Дмитрий Кириллов: Мила Берлинская – талантливый ребенок, это педагоги поняли сразу. В 6 лет ребенка зачислили в музыкальную школу им. Гнесиных, а в 17 лет Людмила уже поступила в Московскую консерваторию. Наставниками Берлинской были разные педагоги, но особую роль в становлении Людмилы Берлинской как профессиональной концертирующей пианистки сыграли две великие женщины – педагоги Анна Павловна Кантор и Анаида Степановна Сумбатян. Мила научилась работать в ансамбле, подыгрывала с юных лет многим выдающимся музыкантам, так что к 14 годам девушку впервые выпустили играть на большой сцене вместе с квартетом им. Бородина.

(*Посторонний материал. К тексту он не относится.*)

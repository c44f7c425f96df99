//! Persistent Priority Queues for Rust
//!
//! This crate provides a purely functional min-priority queue built on a
//! pairing heap. Every operation returns a new queue and leaves its input
//! untouched, so old versions stay valid and can be shared freely, including
//! across threads.
//!
//! # Features
//!
//! - **Pairing Heap** ([`PairingHeap`]): O(1) insert, meld and find-min;
//!   O(log n) amortized delete-min
//! - **Priority Queue** ([`PriorityQueue`]): the heap plus an O(1) element count,
//!   default-value and fail-fast operation variants, ordered iteration and
//!   membership queries
//! - **Mutable handle** ([`stdlib_compat::MinHeap`]): a `BinaryHeap`-like API with
//!   O(1) snapshots
//!
//! # Example
//!
//! ```rust
//! use pairing_queue::{PriorityQueue, QueueError};
//!
//! let empty: PriorityQueue<u32, &str> = PriorityQueue::new();
//! let queue = empty.put(5, "five").put(2, "two").put(9, "nine");
//!
//! assert_eq!(queue.min(), Some((&2, &"two")));
//! assert_eq!(queue.keys(), vec![2, 5, 9]);
//! assert_eq!(empty.try_min(), Err(QueueError::EmptyQueue));
//!
//! let ((key, _), rest) = queue.pop().unwrap();
//! assert_eq!(key, 2);
//! assert_eq!(rest.len(), 2);
//! assert_eq!(queue.len(), 3);
//! ```

pub mod element;
pub mod error;
pub mod pairing;
pub mod queue;
pub mod stdlib_compat;

// Re-export the main types for convenience
pub use element::Element;
pub use error::QueueError;
pub use pairing::PairingHeap;
pub use queue::{Iter, PriorityQueue};
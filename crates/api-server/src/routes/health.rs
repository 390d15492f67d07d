//! Health check endpoint

use axum::{extract::State, routing::get, Json, Router};
use serde::Serialize;

use crate::state::AppState;

#[derive(Serialize)]
#[serde(rename_all = "camelCase")]
struct HealthResponse {
    status: String,
    version: String,
    data_dir: String,
}

async fn health_check(State(state): State<AppState>) -> Json<HealthResponse> {
    Json(HealthResponse {
        status: "ok".to_string(),
        version: env!("CARGO_PKG_VERSION").to_string(),
        data_dir: state.config().data_dir.to_string_lossy().to_string(),
    })
}

pub fn router() -> Router<AppState> {
    Router::new().route("/health", get(health_check))
}
//! Credit consumption endpoint used by the product apps.

use axum::{
    extract::State,
    http::{HeaderMap, StatusCode},
    routing::post,
    Json, Router,
};
use serde::{Deserialize, Serialize};
use smartgrid_core::billing::CreditReceipt;

use crate::identity::resolve_caller;
use crate::state::AppState;

use super::auth::{api_error, bad_request, map_core_error, ApiError};

#[derive(Debug, Deserialize)]
#[serde(rename_all = "camelCase")]
struct ConsumeRequest {
    action: Option<String>,
    credits: Option<i64>,
    #[serde(default)]
    metadata: Option<serde_json::Value>,
}

#[derive(Debug, Serialize)]
struct ConsumeResponse {
    success: bool,
    #[serde(flatten)]
    receipt: CreditReceipt,
}

/// Debits are always attributed to the logged-in user; the grid-apps
/// secret carries no user identity, so service callers are refused.
async fn consume(
    State(state): State<AppState>,
    headers: HeaderMap,
    Json(req): Json<ConsumeRequest>,
) -> Result<Json<ConsumeResponse>, ApiError> {
    let caller = resolve_caller(state.config(), &headers).map_err(map_core_error)?;
    let Some(user_id) = caller.interactive_user_id() else {
        return Err(api_error(
            StatusCode::FORBIDDEN,
            "Credit consumption requires a user session",
        ));
    };
    let (Some(action), Some(credits)) = (req.action.as_deref(), req.credits) else {
        return Err(bad_request("action and credits are required"));
    };

    let receipt = state
        .resolver()
        .billing()
        .consume(
            user_id,
            action,
            credits,
            req.metadata.unwrap_or(serde_json::Value::Null),
        )
        .await
        .map_err(map_core_error)?;

    tracing::info!(
        user_id = %user_id,
        action = %receipt.action,
        credits = receipt.credits_consumed,
        remaining = receipt.credits_remaining,
        "Credits consumed"
    );
    Ok(Json(ConsumeResponse {
        success: true,
        receipt,
    }))
}

pub fn router() -> Router<AppState> {
    Router::new().route("/credits/consume", post(consume))
}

Людмила Берлинская: Тогда Миша Копельман, первая скрипка квартета, он предложил. Он говорит: «Валь, а давайте попробуем, поиграем? (Они на «вы» были.) Давайте попробуем, сыграем квартет Моцарта соль минор с Милой. Ну вот она вроде как у нас специалист...» Меня тогда Анна Павловна Кантор все время в Моцарта окунала, я играла много всяких концертов, сонат и т. д.
Дмитрий Кириллов: Гениально, это же техника прежде всего, Моцарт.
Людмила Берлинская: Вот, конечно, я безумно благодарна ей за это. Так что да, я вышла впервые на сцену в полном ужасе с квартетом Бородина. А дальше... Дальше как-то это переработалось как бы в такое желание сцены, т. е. без сцены вообще зачем, зачем это делать.
Дмитрий Кириллов: Я хочу узнать эту историю, когда вы впервые увидели Шостаковича, еще даже... Вы же маленькая совсем была, еще юная.
Людмила Берлинская: Я страшно волновалась, потому что я прекрасно понимала... Ведь столько у нас дома это имя не только произносилось, но музыки его игралось, по-моему, каждый день без остановки... И папа меня впервые за руку привел к ним в дом, уже сюда, опять же на улицу Неждановой, в последнюю их квартиру.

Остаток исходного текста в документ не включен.